§ WHAT THE TASK REQUIRES
Return exactly the lines of the records below, starting at the line that contains "what it wrote." and ending at the line that contains "the configuration file.", with both of those lines kept.

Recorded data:

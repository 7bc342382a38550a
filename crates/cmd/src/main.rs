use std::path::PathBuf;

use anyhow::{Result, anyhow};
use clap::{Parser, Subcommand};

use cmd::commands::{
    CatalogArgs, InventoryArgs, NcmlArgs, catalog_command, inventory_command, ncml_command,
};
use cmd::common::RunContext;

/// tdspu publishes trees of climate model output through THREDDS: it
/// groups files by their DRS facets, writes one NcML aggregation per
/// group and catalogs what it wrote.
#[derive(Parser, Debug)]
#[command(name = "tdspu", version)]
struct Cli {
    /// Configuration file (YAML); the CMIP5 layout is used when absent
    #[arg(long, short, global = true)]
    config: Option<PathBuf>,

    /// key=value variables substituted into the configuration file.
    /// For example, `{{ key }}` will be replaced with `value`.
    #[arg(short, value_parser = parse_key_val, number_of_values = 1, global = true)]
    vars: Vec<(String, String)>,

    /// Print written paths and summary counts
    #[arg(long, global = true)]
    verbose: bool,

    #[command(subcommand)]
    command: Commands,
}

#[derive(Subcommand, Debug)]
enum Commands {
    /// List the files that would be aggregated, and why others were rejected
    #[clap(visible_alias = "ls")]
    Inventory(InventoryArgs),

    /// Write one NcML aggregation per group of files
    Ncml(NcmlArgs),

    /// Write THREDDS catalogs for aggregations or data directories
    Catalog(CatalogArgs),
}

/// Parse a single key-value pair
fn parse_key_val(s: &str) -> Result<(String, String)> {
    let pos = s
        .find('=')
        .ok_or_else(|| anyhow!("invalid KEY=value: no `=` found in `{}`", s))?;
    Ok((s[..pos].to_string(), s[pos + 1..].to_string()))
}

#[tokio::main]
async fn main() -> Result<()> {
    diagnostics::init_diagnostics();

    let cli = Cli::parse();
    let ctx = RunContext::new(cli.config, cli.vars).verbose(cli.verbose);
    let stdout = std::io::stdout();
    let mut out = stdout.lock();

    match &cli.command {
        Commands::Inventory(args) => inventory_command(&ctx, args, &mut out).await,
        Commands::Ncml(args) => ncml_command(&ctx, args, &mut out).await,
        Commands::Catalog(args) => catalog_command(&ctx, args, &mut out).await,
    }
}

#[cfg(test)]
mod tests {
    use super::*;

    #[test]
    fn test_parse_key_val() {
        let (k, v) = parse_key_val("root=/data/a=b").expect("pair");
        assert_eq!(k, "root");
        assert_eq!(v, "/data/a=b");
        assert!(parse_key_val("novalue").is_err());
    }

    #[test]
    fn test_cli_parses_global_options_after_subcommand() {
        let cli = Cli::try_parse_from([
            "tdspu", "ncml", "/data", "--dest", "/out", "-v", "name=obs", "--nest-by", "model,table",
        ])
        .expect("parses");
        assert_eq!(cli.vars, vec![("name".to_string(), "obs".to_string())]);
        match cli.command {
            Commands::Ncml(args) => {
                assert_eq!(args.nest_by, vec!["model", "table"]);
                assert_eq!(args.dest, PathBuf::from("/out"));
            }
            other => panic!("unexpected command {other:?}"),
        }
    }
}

§ SOLUTION TO THE PROBLEM
/// group and catalogs what it wrote.
#[derive(Parser, Debug)]
#[command(name = "tdspu", version)]
struct Cli {
    /// Configuration file (YAML); the CMIP5 layout is used when absent
    #[arg(long, short, global = true)]
    config: Option<PathBuf>,

    /// key=value variables substituted into the configuration file.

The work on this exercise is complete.